I've tried to construct a few languages in the past, but it's a lot of work to generate vocabulary and stuff, and I find it hard to really get into the creation process unless you have a good reason to need to write stuff in the language.

A great partial index of fictional languages (well, it's specifically looking at specific ways of writing fictional languages, but it's a good resource anyway) is omniglot.


----------



## Kenneth (Apr 10, 2010)

MrData said:


> Since when is klingon a fictional language?
> I speak it a little bit, and have read the entire klingon dictionary.
> Writing it is harder in my opinion.
> I currently am reading Hamlet in original klingon.
> ...



Welliwelliwell, I would say Nadsat, it has a dictionary in the original pulication. But as Michael Boglieb pointed out, it is more or less English using Russian words as slang.


----------



## adimare (Apr 10, 2010)

Cyrus C. said:


> luisgepeto said:
> 
> 
> > Cyrus C. said:
> ...



Which languages do they say are simpler than English? Just curious.


----------



## kprox1994 (Apr 10, 2010)

adimare said:


> Cyrus C. said:
> 
> 
> > luisgepeto said:
> ...



My Spanish teacher says that Spanish is a level 1 language, and English is a level 5. I think it is the other way around though. But that is probably only because it is what I have grown up with. Spanish does not have as many synonyms, and has no silent letters, that's why they say it is easier.


----------



## Escher (Apr 10, 2010)

kprox1994 said:


> My Spanish teacher says that Spanish is a level 1 language, and English is a level 5. I think it is the other way around though. But that is probably only because it is what I have grown up with. Spanish does not have as many synonyms, and has no silent letters, that's why they say it is easier.

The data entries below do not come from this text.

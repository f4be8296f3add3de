//! Grounded text generation.
//!
//! [`build_prompt`] renders the fixed report-writer template around the
//! packed context and the task query; [`generate`] sends it to a
//! [`TextGenerator`] and returns the model output verbatim. Retry policy
//! lives with the caller (see [`crate::report`]), not here.
//!
//! The production generator is [`GeminiGenerator`], which picks its model
//! once at startup by listing the models available to the API key.

use anyhow::{bail, Context, Result};
use async_trait::async_trait;
use serde::Deserialize;
use std::time::Duration;

use crate::config::GenerationConfig;

/// Phrase the model is told to use when the context lacks an answer.
pub const DATA_NOT_AVAILABLE: &str = "Data not available in provided documents";

/// The method a model must support to be usable for generation.
const GENERATE_CONTENT: &str = "generateContent";

#[async_trait]
pub trait TextGenerator: Send + Sync {
    fn model_name(&self) -> &str;
    async fn generate_content(&self, prompt: &str) -> Result<String>;
}

/// Render the report-writer prompt for one task.
pub fn build_prompt(query: &str, context: &str) -> String {
    format!(
        r#"
You are an expert NAAC SSR report writer.

STRICT RULES:
1) Use ONLY the provided context.
2) Do NOT invent numbers, departments, events, or dates.
3) If data is missing, say: "{fallback}".
4) Keep a formal academic NAAC SSR tone.
5) At the end, include an "Evidence Used" list referencing sources (source_file + chunk_name).

CONTEXT:
{context}

TASK:
Write a NAAC-ready response for:
{query}

OUTPUT FORMAT:
1) Overview
2) Key Practices / Activities
3) Outcomes / Impact
4) Evidence Used (source_file + chunk_name)
"#,
        fallback = DATA_NOT_AVAILABLE,
        context = context,
        query = query,
    )
}

/// Generate an answer for `query` grounded in `context`.
pub async fn generate(generator: &dyn TextGenerator, query: &str, context: &str) -> Result<String> {
    generator.generate_content(&build_prompt(query, context)).await
}

// ============ Disabled ============

pub struct DisabledGenerator;

#[async_trait]
impl TextGenerator for DisabledGenerator {
    fn model_name(&self) -> &str {
        "disabled"
    }
    async fn generate_content(&self, _prompt: &str) -> Result<String> {
        bail!("Generation provider is disabled. Set [generation] provider in config.")
    }
}

// ============ Gemini ============

#[derive(Debug, Clone, Deserialize)]
#[serde(rename_all = "camelCase")]
pub struct ModelInfo {
    pub name: String,
    #[serde(default)]
    pub supported_generation_methods: Vec<String>,
}

#[derive(Debug, Deserialize)]
#[serde(rename_all = "camelCase")]
struct ListModelsResponse {
    #[serde(default)]
    models: Vec<ModelInfo>,
    #[serde(default)]
    next_page_token: Option<String>,
}

#[derive(Debug, Deserialize)]
#[serde(rename_all = "camelCase")]
struct GenerateContentResponse {
    #[serde(default)]
    candidates: Vec<Candidate>,
    #[serde(default)]
    prompt_feedback: Option<serde_json::Value>,
}

#[derive(Debug, Deserialize)]
struct Candidate {
    #[serde(default)]
    content: Option<Content>,
}

#[derive(Debug, Deserialize)]
struct Content {
    #[serde(default)]
    parts: Vec<Part>,
}

#[derive(Debug, Deserialize)]
struct Part {
    #[serde(default)]
    text: Option<String>,
}

fn qualified(name: &str) -> String {
    if name.starts_with("models/") {
        name.to_string()
    } else {
        format!("models/{}", name)
    }
}

/// Choose the generation model.
///
/// A pinned model must appear in `models` with `generateContent` support;
/// otherwise the first capable model in listing order wins.
pub fn select_model(models: &[ModelInfo], pinned: Option<&str>) -> Result<String> {
    let capable: Vec<&ModelInfo> = models
        .iter()
        .filter(|m| {
            m.supported_generation_methods
                .iter()
                .any(|g| g == GENERATE_CONTENT)
        })
        .collect();

    if let Some(pin) = pinned {
        let pin = qualified(pin);
        return match capable.iter().find(|m| m.name == pin) {
            Some(m) => Ok(m.name.clone()),
            None => bail!(
                "Configured generation.model '{}' is not available or does not support {} for this API key.",
                pin,
                GENERATE_CONTENT
            ),
        };
    }

    match capable.first() {
        Some(m) => Ok(m.name.clone()),
        None => bail!(
            "No available Gemini models support {} for your API key.\n\
             Check the key's permissions in Google AI Studio.",
            GENERATE_CONTENT
        ),
    }
}

/// Gemini `generateContent` client.
pub struct GeminiGenerator {
    client: reqwest::Client,
    base_url: String,
    api_key: String,
    model: String,
}

impl GeminiGenerator {
    /// Read the credential, list models, and pick one.
    ///
    /// Fails fatally when the credential is absent or no listed model
    /// supports content generation.
    pub async fn connect(config: &GenerationConfig) -> Result<Self> {
        let api_key = match std::env::var(&config.api_key_env) {
            Ok(k) if !k.trim().is_empty() => k,
            _ => bail!(
                "{var} not found.\n\n\
                 Set it in your shell before running, e.g.:\n  export {var}='your_key_here'",
                var = config.api_key_env
            ),
        };

        let client = reqwest::Client::builder()
            .timeout(Duration::from_secs(config.timeout_secs))
            .build()?;
        let base_url = config.base_url.trim_end_matches('/').to_string();

        let models = list_models(&client, &base_url, &api_key).await?;
        let model = select_model(&models, config.model.as_deref())?;

        Ok(Self {
            client,
            base_url,
            api_key,
            model,
        })
    }
}

async fn list_models(
    client: &reqwest::Client,
    base_url: &str,
    api_key: &str,
) -> Result<Vec<ModelInfo>> {
    let mut models = Vec::new();
    let mut page_token: Option<String> = None;

    loop {
        let mut req = client
            .get(format!("{}/models", base_url))
            .header("x-goog-api-key", api_key)
            .query(&[("pageSize", "1000")]);
        if let Some(token) = &page_token {
            req = req.query(&[("pageToken", token.as_str())]);
        }

        let response = req.send().await.context("Failed to list Gemini models")?;
        let status = response.status();
        if !status.is_success() {
            let body = response.text().await.unwrap_or_default();
            bail!("Gemini API error {} listing models: {}", status, body);
        }

        let page: ListModelsResponse = response.json().await?;
        models.extend(page.models);

        match page.next_page_token {
            Some(t) if !t.is_empty() => page_token = Some(t),
            _ => break,
        }
    }

    Ok(models)
}

/// Concatenate the text parts of the first candidate.
fn response_text(resp: GenerateContentResponse) -> Result<String> {
    let candidate = match resp.candidates.into_iter().next() {
        Some(c) => c,
        None => bail!(
            "Gemini returned no candidates (prompt feedback: {})",
            resp.prompt_feedback
                .map(|f| f.to_string())
                .unwrap_or_else(|| "none".to_string())
        ),
    };

    let text: String = candidate
        .content
        .map(|c| c.parts.into_iter().filter_map(|p| p.text).collect())
        .unwrap_or_default();
    Ok(text)
}

#[async_trait]
impl TextGenerator for GeminiGenerator {
    fn model_name(&self) -> &str {
        &self.model
    }

    async fn generate_content(&self, prompt: &str) -> Result<String> {
        let body = serde_json::json!({
            "contents": [{
                "role": "user",
                "parts": [{ "text": prompt }]
            }]
        });

        let response = self
            .client
            .post(format!("{}/{}:generateContent", self.base_url, self.model))
            .header("x-goog-api-key", &self.api_key)
            .header("Content-Type", "application/json")
            .json(&body)
            .send()
            .await
            .context("Gemini generateContent request failed")?;

        let status = response.status();
        if !status.is_success() {
            // Status code stays in the message; callers classify 429s from it.
            let body_text = response.text().await.unwrap_or_default();
            bail!("Gemini API error {}: {}", status, body_text);
        }

        let parsed: GenerateContentResponse = response.json().await?;
        response_text(parsed)
    }
}

/// Create the configured generator, contacting the API when enabled.
pub async fn create_generator(config: &GenerationConfig) -> Result<Box<dyn TextGenerator>> {
    match config.provider.as_str() {
        "disabled" => Ok(Box::new(DisabledGenerator)),
        "gemini" => Ok(Box::new(GeminiGenerator::connect(config).await?)),
        other => bail!("Unknown generation provider: {}", other),
    }
}

#[cfg(test)]
mod tests {
    use super::*;

    fn model(name: &str, methods: &[&str]) -> ModelInfo {
        ModelInfo {
            name: name.to_string(),
            supported_generation_methods: methods.iter().map(|m| m.to_string()).collect(),
        }
    }

    struct Echo;

    #[async_trait]
    impl TextGenerator for Echo {
        fn model_name(&self) -> &str {
            "echo"
        }
        async fn generate_content(&self, prompt: &str) -> Result<String> {
            Ok(prompt.to_string())
        }
    }

    #[test]
    fn prompt_embeds_context_query_and_outline() {
        let p = build_prompt("Criterion 4 facilities", "[SOURCE: a | chunk_0]\nLabs\n");
        assert!(p.contains("CONTEXT:\n[SOURCE: a | chunk_0]\nLabs\n"));
        assert!(p.contains("Criterion 4 facilities"));
        assert!(p.contains(DATA_NOT_AVAILABLE));
        for heading in [
            "1) Overview",
            "2) Key Practices / Activities",
            "3) Outcomes / Impact",
            "4) Evidence Used",
        ] {
            assert!(p.contains(heading), "missing {}", heading);
        }
        assert!(p.find("CONTEXT:").unwrap() < p.find("TASK:").unwrap());
    }

    #[tokio::test]
    async fn generate_returns_output_verbatim() {
        let out = generate(&Echo, "q", "ctx").await.unwrap();
        assert_eq!(out, build_prompt("q", "ctx"));
    }

    #[test]
    fn select_first_capable() {
        let models = vec![
            model("models/embedding-001", &["embedContent"]),
            model("models/gemini-1.5-flash", &["generateContent", "countTokens"]),
            model("models/gemini-1.5-pro", &["generateContent"]),
        ];
        assert_eq!(select_model(&models, None).unwrap(), "models/gemini-1.5-flash");
    }

    #[test]
    fn select_pinned_model() {
        let models = vec![
            model("models/gemini-1.5-flash", &["generateContent"]),
            model("models/gemini-1.5-pro", &["generateContent"]),
        ];
        assert_eq!(
            select_model(&models, Some("gemini-1.5-pro")).unwrap(),
            "models/gemini-1.5-pro"
        );
        assert!(select_model(&models, Some("gemini-ultra")).is_err());
    }

    #[test]
    fn no_capable_model_is_fatal() {
        let models = vec![model("models/embedding-001", &["embedContent"])];
        let err = select_model(&models, None).unwrap_err();
        assert!(err.to_string().contains("generateContent"));
    }

    #[test]
    fn response_text_joins_parts() {
        let resp: GenerateContentResponse = serde_json::from_value(serde_json::json!({
            "candidates": [{"content": {"parts": [{"text": "Over"}, {"text": "view"}]}}]
        }))
        .unwrap();
        assert_eq!(response_text(resp).unwrap(), "Overview");
    }

    #[test]
    fn response_without_candidates_errors() {
        let resp: GenerateContentResponse = serde_json::from_value(serde_json::json!({
            "promptFeedback": {"blockReason": "SAFETY"}
        }))
        .unwrap();
        assert!(response_text(resp).unwrap_err().to_string().contains("SAFETY"));
    }

    #[tokio::test]
    async fn missing_credential_is_fatal() {
        let config = GenerationConfig {
            api_key_env: "SSR_HARNESS_TEST_UNSET_KEY".to_string(),
            ..GenerationConfig::default()
        };
        let err = GeminiGenerator::connect(&config).await.err().unwrap();
        assert!(err.to_string().contains("SSR_HARNESS_TEST_UNSET_KEY not found"));
    }
}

Waaaait. You think that English is an easy language... But English is your first language? Are you fluent in anything else? It seems a bit unreasonable to doubt the general opinion of polyglots and linguists if you aren't 

Anyway, neither of these are actually a fictional language, but Riddley Walker by Russell Hoban, and Ulysses by James Joyce are so peculiar and difficult to get into you could probably say they're different dialects


----------



## Muesli (Apr 10, 2010)

1 
/\ |v| 
5 |* 3 /\ |< 1 |\| 9 
7 () 
'/ () |_| 
|= 2 () |V| 
7 |-| 3 
8 3 '/ () |\| |)

1337 is so cash.


----------



## Lumej (Apr 10, 2010)

I looked into Tolkiens languages some time ago. I would like to learn Quenya, but realised I would probably not have enough endurance to fully learn it. But I admire those who did.
All I know is: "Elen sila lumenn' omentielvo" - A star shines on the hour of our meeting. And "le melin" - I love you. =) And some stand-alone words.
anyway, I learned Tengwar, that's the writing system of the elves, and since it's phonetical one doesn't have to know the elvish language. It can be used for a lot of languages, with some modifications of course.
The text in my avatar is written in Tengwar for example.


----------



## xXzaKerXx (Apr 10, 2010)

how bout in Harry Potter? Mermish, Troll and Gobbeldegook are a some that I can remember.


----------



## Tyrannous (Apr 10, 2010)

i got bored in my last year of school and learned Quenya, (elvish language from Tolkein) and then wrote out the opening scene including the black speech onto my file, took me forever lol. Theres a lot of "special cases" in it where normal rules dont apply as such


----------



## kprox1994 (Apr 10, 2010)

http://en.wikipedia.org/wiki/Fictional_language


----------



## Cyrus C. (Apr 10, 2010)

xXzaKerXx said:


> how bout in Harry Potter? Mermish, Troll and Gobbeldegook are a some that I can remember.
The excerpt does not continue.